James Steele (born 11 March 1950) is a Scottish former professional footballer who played as a centre back.

He began his playing career in 1967 at Dundee before moving to Southampton in 1972, with whom he helped to win the 1976 FA Cup. Steele was loaned out to Rangers in 1976. He departed for the United States in 1977 where he would spend the remainder of his career, with spells at Washington Diplomats, Pittsburgh Spirit, Memphis Rogues and Chicago Sting.

==Club career==
===Early career===
Steele was born in Edinburgh; after leaving school, he was a trainee mechanical engineer with the National Coal Board. As a 15-year-old he was playing for a village team in his native Scotland when Tynecastle Boys Club, who were affiliated to Scottish First Division team, Hearts, spotted his talent and signed him up as an apprentice.

===Dundee===
Dundee signed him as a 17-year-old and he made his debut in the first team with a solitary appearance in the 1967–68 season against Stirling Albion at Annfield.

The highlight of his Dundee career was in their 1971–72 UEFA Cup run, when Dundee beat German side FC Koln, but went out to AC Milan despite a 2–0 victory in the home leg.
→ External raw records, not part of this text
//! The process-wide patching context.
//!
//! [`PatchContext`] owns everything global: the trait seams to the runtime
//! and the per-function installation state. All pipeline entry points hang
//! off it; there is no ambient singleton.
//!
//! # Architecture
//!
//! [`PatchContext::apply`] runs the whole pipeline for one function:
//!
//! 1. decode the original body through the resolver,
//! 2. sort each patch role (cached per function, invalidated when the
//!    registrations change structurally),
//! 3. run the transpiler chain,
//! 4. synthesize and encode the replacement body,
//! 5. materialize it through the code generator, and
//! 6. install the native detour from the original entry.
//!
//! The run is all-or-nothing: any error before step 6 leaves the process
//! untouched. Re-applying always restarts from the original decoded body
//! with the new full set; reverting a patch means applying the reduced set.
//!
//! # Thread Safety
//!
//! Per-function state lives in a [`DashMap`]; an apply holds the function's
//! entry for its whole run, so concurrent applies to the same function
//! serialize while different functions proceed in parallel.

use std::collections::HashMap;
use std::sync::Arc;

use dashmap::DashMap;

use crate::assembly::decoder::decode_body;
use crate::assembly::{InstrId, Instruction, LabelGen};
use crate::detour;
use crate::metadata::{CodeGenerator, FunctionId, PatchStateStore, SymbolResolver};
use crate::patch::{PatchDescriptor, PatchImpl, PatchSet, PatchSorter};
use crate::synthesizer::{synthesize, SynthesisConfig};
use crate::transpiler::{run_chain, TranspileContext, TranspilerPass};
use crate::Result;

/// What a successful apply hands back.
#[derive(Debug)]
pub struct ApplyOutcome {
    /// Native entry address of the materialized replacement
    pub replacement: usize,
    /// Final stream index of every instruction identity that survived,
    /// including the original body's decoded instructions
    pub instruction_map: HashMap<InstrId, usize>,
    /// Dependency edges the sorters had to break, one message per edge
    pub diagnostics: Vec<String>,
}

/// Cached per-function state: one sorter per role plus the last install.
#[derive(Default)]
struct FunctionState {
    prefixes: Option<PatchSorter>,
    postfixes: Option<PatchSorter>,
    finalizers: Option<PatchSorter>,
    transpilers: Option<PatchSorter>,
    replacement: Option<usize>,
}

/// The owner of all patching state and the three public entry points.
pub struct PatchContext {
    resolver: Arc<dyn SymbolResolver>,
    generator: Arc<dyn CodeGenerator>,
    store: Option<Arc<dyn PatchStateStore>>,
    state: DashMap<FunctionId, FunctionState>,
}

impl PatchContext {
    /// Create a context over the runtime's resolver and code generator.
    #[must_use]
    pub fn new(resolver: Arc<dyn SymbolResolver>, generator: Arc<dyn CodeGenerator>) -> Self {
        PatchContext {
            resolver,
            generator,
            store: None,
            state: DashMap::new(),
        }
    }

    /// Attach an opaque version store so repeated runs can skip functions
    /// that are already patched to the caller's current version.
    #[must_use]
    pub fn with_store(mut self, store: Arc<dyn PatchStateStore>) -> Self {
        self.store = Some(store);
        self
    }

    /// Compose `set` against `id` and install the resulting detour.
    ///
    /// # Errors
    /// Any decode, configuration, materialization or installation error
    /// aborts the run with nothing installed.
    pub fn apply(&self, id: &FunctionId, set: &PatchSet) -> Result<ApplyOutcome> {
        let mut entry = self.state.entry(id.clone()).or_default();
        self.run_pipeline(id, set, &mut entry)
    }

    /// Like [`PatchContext::apply`], but skips the run entirely when the
    /// store already records `version` for this function. Returns `None`
    /// when skipped.
    ///
    /// # Errors
    /// Same failure modes as [`PatchContext::apply`].
    pub fn apply_versioned(
        &self,
        id: &FunctionId,
        set: &PatchSet,
        version: &[u8],
    ) -> Result<Option<ApplyOutcome>> {
        let mut entry = self.state.entry(id.clone()).or_default();

        if let Some(store) = &self.store {
            if store.load(id).as_deref() == Some(version) {
                return Ok(None);
            }
        }

        let outcome = self.run_pipeline(id, set, &mut entry)?;
        if let Some(store) = &self.store {
            store.store(id, version);
        }
        Ok(Some(outcome))
    }

    /// Decode `id`'s body into the editable stream without installing
    /// anything.
    ///
    /// # Errors
    /// Returns the resolver's error for an unknown function or
    /// [`crate::Error::Malformed`] for a damaged body.
    pub fn decode(&self, id: &FunctionId) -> Result<Vec<Instruction>> {
        let sig = self.resolver.signature(id)?;
        let body = self.resolver.body(id)?;
        let mut labels = LabelGen::new();
        decode_body(id, &sig, &body, self.resolver.as_ref(), &mut labels)
    }

    /// Install a raw detour between two native addresses, bypassing the
    /// composition pipeline entirely.
    ///
    /// # Errors
    /// Returns [`crate::Error::Install`] when the target page cannot be
    /// made writable.
    ///
    /// # Safety
    /// Same contract as [`detour::install`]: `original` must be a patchable
    /// compiled entry and `replacement` readable memory.
    pub unsafe fn detour(&self, original: usize, replacement: usize) -> Result<()> {
        unsafe { detour::install(original, replacement) }
    }

    /// The replacement entry last installed for `id`, if any.
    #[must_use]
    pub fn replacement(&self, id: &FunctionId) -> Option<usize> {
        self.state.get(id).and_then(|entry| entry.replacement)
    }

    fn run_pipeline(
        &self,
        id: &FunctionId,
        set: &PatchSet,
        entry: &mut FunctionState,
    ) -> Result<ApplyOutcome> {
        let sig = self.resolver.signature(id)?;
        let body = self.resolver.body(id)?;

        let mut labels = LabelGen::new();
        let decoded = decode_body(id, &sig, &body, self.resolver.as_ref(), &mut labels)?;

        let mut diagnostics = Vec::new();
        let prefixes = sorted_role(&mut entry.prefixes, &set.prefixes, &mut diagnostics);
        let postfixes = sorted_role(&mut entry.postfixes, &set.postfixes, &mut diagnostics);
        let finalizers = sorted_role(&mut entry.finalizers, &set.finalizers, &mut diagnostics);
        let transpilers = sorted_role(&mut entry.transpilers, &set.transpilers, &mut diagnostics);

        let passes: Vec<Arc<dyn TranspilerPass>> = transpilers
            .iter()
            .filter_map(|descriptor| match &descriptor.implementation {
                PatchImpl::Transpiler(pass) => Some(Arc::clone(pass)),
                PatchImpl::Hook(_) => None,
            })
            .collect();

        let mut ctx = TranspileContext {
            function: id,
            labels: &mut labels,
        };
        let transpiled = run_chain(&mut ctx, &passes, decoded)?;

        let config = SynthesisConfig {
            function: id.clone(),
            signature: sig.clone(),
            prefixes,
            postfixes,
            finalizers,
            return_buffer: detour::needs_return_buffer(&sig.return_type),
        };
        let synthesized = synthesize(&config, transpiled, &body, self.resolver.as_ref(), &mut labels)?;

        let replacement = self
            .generator
            .materialize(id, &sig, &synthesized.body)?;
        let original_entry = self.resolver.native_entry(id)?;

        // The point of no return; everything above was side-effect free.
        unsafe {
            detour::install(original_entry, replacement)?;
        }
        entry.replacement = Some(replacement);

        Ok(ApplyOutcome {
            replacement,
            instruction_map: synthesized.instruction_map,
            diagnostics,
        })
    }
}

/// Sort one role's array, reusing the cached sorter when the registrations
/// are structurally unchanged.
fn sorted_role(
    slot: &mut Option<PatchSorter>,
    patches: &[PatchDescriptor],
    diagnostics: &mut Vec<String>,
) -> Vec<PatchDescriptor> {
    let sorter = match slot {
        Some(existing) if existing.matches(patches) => existing,
        _ => slot.insert(PatchSorter::new(patches)),
    };

    let sorted = sorter.sort();
    diagnostics.extend_from_slice(sorter.diagnostics());
    sorted
}

#[cfg(test)]
mod tests {
    use super::*;
    use crate::assembly::opcodes;
    use crate::metadata::{
        FunctionBody, FunctionSig, MemberHandle, Token, TypeSig,
    };
    use crate::patch::{HookMethod, PatchRole};

    struct TestResolver {
        entry: usize,
    }

    impl SymbolResolver for TestResolver {
        fn signature(&self, _id: &FunctionId) -> Result<FunctionSig> {
            Ok(FunctionSig {
                has_this: false,
                params: vec![],
                return_type: TypeSig::Void,
            })
        }
        fn body(&self, _id: &FunctionId) -> Result<FunctionBody> {
            Ok(FunctionBody {
                code: vec![opcodes::NOP, opcodes::RET],
                locals: vec![],
                exceptions: vec![],
                max_stack: 1,
            })
        }
        fn user_string(&self, _token: Token) -> Result<String> {
            Ok(String::new())
        }
        fn member(&self, _token: Token) -> Option<MemberHandle> {
            None
        }
        fn extern_stub(&self, _id: &FunctionId) -> Result<Token> {
            Ok(Token::new(0x0A00_00FF))
        }
        fn native_entry(&self, _id: &FunctionId) -> Result<usize> {
            Ok(self.entry)
        }
    }

    struct TestGenerator {
        entry: usize,
    }

    impl CodeGenerator for TestGenerator {
        fn materialize(
            &self,
            _id: &FunctionId,
            _sig: &FunctionSig,
            body: &FunctionBody,
        ) -> Result<usize> {
            assert!(!body.code.is_empty());
            Ok(self.entry)
        }
    }

    struct MemStore {
        blobs: DashMap<FunctionId, Vec<u8>>,
    }

    impl PatchStateStore for MemStore {
        fn load(&self, id: &FunctionId) -> Option<Vec<u8>> {
            self.blobs.get(id).map(|b| b.value().clone())
        }
        fn store(&self, id: &FunctionId, blob: &[u8]) {
            self.blobs.insert(id.clone(), blob.to_vec());
        }
    }

    fn scratch_buffer() -> usize {
        Box::leak(vec![0u8; 64].into_boxed_slice()).as_mut_ptr() as usize
    }

    fn target() -> FunctionId {
        FunctionId::new(Token::new(0x0600_0001), "Demo::Target")
    }

    fn context() -> (PatchContext, usize, usize) {
        let original = scratch_buffer();
        let replacement = scratch_buffer();
        let context = PatchContext::new(
            Arc::new(TestResolver { entry: original }),
            Arc::new(TestGenerator { entry: replacement }),
        );
        (context, original, replacement)
    }

    fn prefix_set() -> PatchSet {
        let mut set = PatchSet::new();
        set.add(PatchDescriptor::hook(
            "mod.a",
            0,
            PatchRole::Prefix,
            HookMethod {
                token: Token::new(0x0A00_0001),
                params: vec![],
                return_type: TypeSig::Void,
            },
        ));
        set
    }

    #[test]
    fn decode_only_installs_nothing() {
        let (context, original, _) = context();
        let decoded = context.decode(&target()).unwrap();

        assert_eq!(decoded.len(), 2);
        assert_eq!(decoded[1].opcode, opcodes::RET);

        let untouched = unsafe { std::slice::from_raw_parts(original as *const u8, 4) };
        assert_eq!(untouched, &[0, 0, 0, 0]);
    }

    #[cfg(target_pointer_width = "64")]
    #[test]
    fn apply_installs_a_jump_to_the_replacement() {
        let (context, original, replacement) = context();
        let outcome = context.apply(&target(), &prefix_set()).unwrap();

        assert_eq!(outcome.replacement, replacement);
        assert!(outcome.diagnostics.is_empty());
        assert!(!outcome.instruction_map.is_empty());
        assert_eq!(context.replacement(&target()), Some(replacement));

        let written =
            unsafe { std::slice::from_raw_parts(original as *const u8, detour::JUMP_SIZE_64) };
        assert_eq!(crate::detour::peek_jump(original, written), Some(replacement));
    }

    #[cfg(target_pointer_width = "64")]
    #[test]
    fn versioned_apply_skips_when_current() {
        let (context, _, _) = context();
        let context = context.with_store(Arc::new(MemStore {
            blobs: DashMap::new(),
        }));

        let first = context
            .apply_versioned(&target(), &prefix_set(), b"v1")
            .unwrap();
        assert!(first.is_some());

        let second = context
            .apply_versioned(&target(), &prefix_set(), b"v1")
            .unwrap();
        assert!(second.is_none());

        let upgraded = context
            .apply_versioned(&target(), &prefix_set(), b"v2")
            .unwrap();
        assert!(upgraded.is_some());
    }
}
These high-profile games brought him to the attention of English clubs and soon Leeds United and Southampton (alerted by their former player and scout, Campbell Forsyth) expressed an interest.

===Southampton===
His transfer to English first division club Southampton for a club record fee of £80,000 was shrouded in secrecy as manager Ted Bates moved swiftly to secure Steele's services from under the noses of many bigger clubs. He made his debut for Southampton on 29 January 1972 in a 4–1 victory at home against Nottingham Forest.

The pinnacle of his career came in Southampton's 1976 FA Cup final victory over Manchester United and his performance at the centre of Saints' defence, alongside Mel Blyth, earned him the man of the match award.

After the first few games of the 1976–77 season, he was replaced by Malcolm Waldron and was briefly loaned out to Rangers in November 1976, playing five games, including the Old Firm derby against Celtic but did not fit into Jock Wallace's plans and returned to The Dell. After his return to Southampton, he seemed to have re-established himself in the team being virtually ever-present from mid-December onwards, including appearing in an FA Cup run before Saints were eliminated by the team they had beaten in the previous season's final, Manchester United. He was sent off in the replay on 8 March against United by referee Clive Thomas after a series of bad-tempered exchanges with Jimmy Greenhoff.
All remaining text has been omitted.